I have myself been in love with more than one person at the same time. They were best friends and for almost 2 years the 3 of us were very close and nearly inseparable. I'll call them "L" & "B". L was my girlfriend that I was madly in love with for many reasons. She introduced me to her best friend B and we kicked it off instantly. B quickly became my best friend. They both possessed similar qualities that I appreciated and adored in both but also had unique characteristics that I cherished. I soon found myself having a great amount of love and compassion and affection for both of them. I wanted to protect them both and became very emotionally vulnerable to them both. I told them both that I was in love with both of them and it was difficult for everyone at first. We talked it out and came to a mature understanding. I was even sexually attracted to both of them and almost had a manage tux. I never did hook up with B but the fact of the matter is that I WAS IN LOVE WITH THEM BOTH! I have been sexually attracted to or lusted after more than one woman at a time and have not been in love with any of them. I am a man, of course. But this situation was unique. And I am not the only person who feels this way.
Most people are programmed with a Judaio-Christian, Republican mind set that says you have to be a monogamist but the truth is that there are a multitude of cultures and religions that support and defend my argument much more impressively than I, with more grace and clarity. You must find the truth for yourself and know if you can cope with that type of lifestyle and if your potential partners can as well.
Posted 2008-07-22T17:46:23Z
|
Trust no one and Respect is earned not given!!!!
I totaly disagree with with the not very wise Ali..If U are truley in Love with someone then I think it is imposable to be in Love with another..It would mean that U would be unfaithful to the other..Which in turn would cause much heartach and pain to the other..So if U are truley in Love with them then U would never want to cause them pain like that!!.....Peace....TLA..
Posted 2008-07-22T19:32:53Z
|
Realityspin.webs.com
Monsoor Ali, Wood Works Entertainment Company, Washington DC, Music Producer, Poetry, Activism, Mobeon, Flipside Babies
I would be very interested in Miss Ladybird elaborating on how she developed that philosophy. What school of thought she studied to obtain that knowledge. In many religions and cultures and religions, having multiple partners is accepted and even incuraged. It's not neccisarily that you would hurt your partner if you were to indulge in that life style, it's rather or not you and your partner can accept and cope with it. I never said it was for everybody. Obviously not for weak minded, inside the box thinkers who have an underdeveloped and generic since of love. Faithfulness, or more accuratly, loyalty does not have to be limited to one person as long as everyone is informed.
Bottom line... The question asked originaly was..."Is it possible to be in love with two people at once"? The answer clearly is yes. Weather or not it will cause pain or if it's right or wrong for you is surcumstantial and must be dealt with on a case by case basis. Stop putting us in boxes and trying to comform to philosophies that are convenient and comfortable to you and your own life styles.

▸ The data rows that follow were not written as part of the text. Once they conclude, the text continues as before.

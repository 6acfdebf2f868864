//! Regressor seam and the built-in baselines

use ndarray::{Array1, ArrayView1, ArrayView2};
use serde::{Deserialize, Serialize};

use super::metrics::{Metric, MAE, RMSE};
use crate::error::{Error, Result};
use crate::features::{TrainingSet, FEATURE_COLUMNS, LAG_1};

/// A model that maps a feature matrix to daily cost predictions.
///
/// Feature columns follow [`FEATURE_COLUMNS`] order.
pub trait Regressor {
    /// Learn from training rows
    fn fit(&mut self, features: ArrayView2<'_, f64>, target: ArrayView1<'_, f64>) -> Result<()>;

    /// Predict one value per row
    fn predict(&self, features: ArrayView2<'_, f64>) -> Result<Array1<f64>>;

    /// Short model name for reports
    fn name(&self) -> &str;
}

fn check_width(features: ArrayView2<'_, f64>) -> Result<()> {
    if features.ncols() != FEATURE_COLUMNS.len() {
        return Err(Error::InvalidInput(format!(
            "expected {} feature columns, got {}",
            FEATURE_COLUMNS.len(),
            features.ncols()
        )));
    }
    Ok(())
}

fn check_rows(features: ArrayView2<'_, f64>, target: ArrayView1<'_, f64>) -> Result<()> {
    check_width(features)?;
    if features.nrows() != target.len() {
        return Err(Error::InvalidInput(format!(
            "{} feature rows but {} targets",
            features.nrows(),
            target.len()
        )));
    }
    Ok(())
}

/// Predicts tomorrow's cost as today's: the `lag_1` column, unchanged
#[derive(Debug, Clone, Copy, Default)]
pub struct PersistenceRegressor;

impl Regressor for PersistenceRegressor {
    fn fit(&mut self, features: ArrayView2<'_, f64>, target: ArrayView1<'_, f64>) -> Result<()> {
        check_rows(features, target)
    }

    fn predict(&self, features: ArrayView2<'_, f64>) -> Result<Array1<f64>> {
        check_width(features)?;
        let lag = FEATURE_COLUMNS
            .iter()
            .position(|c| *c == LAG_1)
            .ok_or_else(|| Error::InvalidInput(format!("'{LAG_1}' is not a feature column")))?;
        Ok(features.column(lag).to_owned())
    }

    fn name(&self) -> &str {
        "persistence"
    }
}

/// Predicts the mean training cost for every row
#[derive(Debug, Clone, Copy, Default)]
pub struct MeanRegressor {
    mean: Option<f64>,
}

impl Regressor for MeanRegressor {
    fn fit(&mut self, features: ArrayView2<'_, f64>, target: ArrayView1<'_, f64>) -> Result<()> {
        check_rows(features, target)?;
        self.mean = target.mean();
        if self.mean.is_none() {
            return Err(Error::InvalidInput("cannot fit on zero rows".to_string()));
        }
        Ok(())
    }

    fn predict(&self, features: ArrayView2<'_, f64>) -> Result<Array1<f64>> {
        check_width(features)?;
        let mean = self
            .mean
            .ok_or_else(|| Error::InvalidInput("model has not been fitted".to_string()))?;
        Ok(Array1::from_elem(features.nrows(), mean))
    }

    fn name(&self) -> &str {
        "mean"
    }
}

/// Held-out error of a model trained on a chronological split
#[derive(Debug, Clone, PartialEq, Serialize, Deserialize)]
pub struct EvalReport {
    pub model: String,
    pub n_train: usize,
    pub n_test: usize,
    pub mae: f64,
    pub rmse: f64,
}

/// Fit `model` on `train` and score it on `test`.
///
/// Both sets must be non-empty.
pub fn evaluate<R: Regressor + ?Sized>(
    model: &mut R,
    train: &TrainingSet,
    test: &TrainingSet,
) -> Result<EvalReport> {
    if train.is_empty() || test.is_empty() {
        return Err(Error::InvalidInput(format!(
            "need rows on both sides of the split, got {} train and {} test",
            train.len(),
            test.len()
        )));
    }

    model.fit(train.features.view(), train.target.view())?;
    let predictions = model.predict(test.features.view())?;
    let predictions = predictions.to_vec();
    let targets = test.target.to_vec();

    let report = EvalReport {
        model: model.name().to_string(),
        n_train: train.len(),
        n_test: test.len(),
        mae: MAE.compute(&predictions, &targets),
        rmse: RMSE.compute(&predictions, &targets),
    };
    log::info!(
        "{}: {} train / {} test rows, MAE={:.4} RMSE={:.4}",
        report.model,
        report.n_train,
        report.n_test,
        report.mae,
        report.rmse
    );
    Ok(report)
}
//! Regression metrics: MAE, RMSE

use super::Metric;

/// Mean Absolute Error (MAE) metric
///
/// MAE = mean(|y - y_pred|)
///
/// # Example
///
/// ```
/// use costcast::train::{Metric, MAE};
///
/// let mae = MAE.compute(&[1.0, 2.0, 3.0], &[1.5, 2.5, 3.5]);
/// assert!((mae - 0.5).abs() < 1e-12);
/// ```
#[derive(Debug, Clone, Copy, Default)]
pub struct MAE;

impl Metric for MAE {
    fn compute(&self, predictions: &[f64], targets: &[f64]) -> f64 {
        assert_eq!(predictions.len(), targets.len());

        if predictions.is_empty() {
            return 0.0;
        }

        let total: f64 = predictions
            .iter()
            .zip(targets)
            .map(|(p, t)| (t - p).abs())
            .sum();
        total / predictions.len() as f64
    }

    fn name(&self) -> &'static str {
        "MAE"
    }

    fn higher_is_better(&self) -> bool {
        false
    }
}

/// Root Mean Squared Error (RMSE) metric
///
/// RMSE = sqrt(mean((y - y_pred)²))
///
/// # Example
///
/// ```
/// use costcast::train::{Metric, RMSE};
///
/// let rmse = RMSE.compute(&[1.0, 2.0, 3.0], &[1.0, 2.0, 3.0]);
/// assert!(rmse < 1e-12);
/// ```
#[derive(Debug, Clone, Copy, Default)]
pub struct RMSE;

impl Metric for RMSE {
    fn compute(&self, predictions: &[f64], targets: &[f64]) -> f64 {
        assert_eq!(predictions.len(), targets.len());

        if predictions.is_empty() {
            return 0.0;
        }

        let sq: f64 = predictions
            .iter()
            .zip(targets)
            .map(|(p, t)| (t - p).powi(2))
            .sum();
        (sq / predictions.len() as f64).sqrt()
    }

    fn name(&self) -> &'static str {
        "RMSE"
    }

    fn higher_is_better(&self) -> bool {
        false
    }
}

Peace and Eternal, limetless love
Posted 2008-07-22T19:46:41Z
|
S.N.O.T.S.
Snotsworth's Fair Lady Snots'quus
May The Horse Be With You !
I do not think it is possible to be in " Love " with two people . I do think you can have feelings for both but true love , no . I have a little experience here in this . I could not make up my mind about 2 guys , granted I was young , but could not decide between the two . TILL # 3 entered the picture and I realized I loved neither of them . Number 3 turned out to be my late husband of 20 years plus.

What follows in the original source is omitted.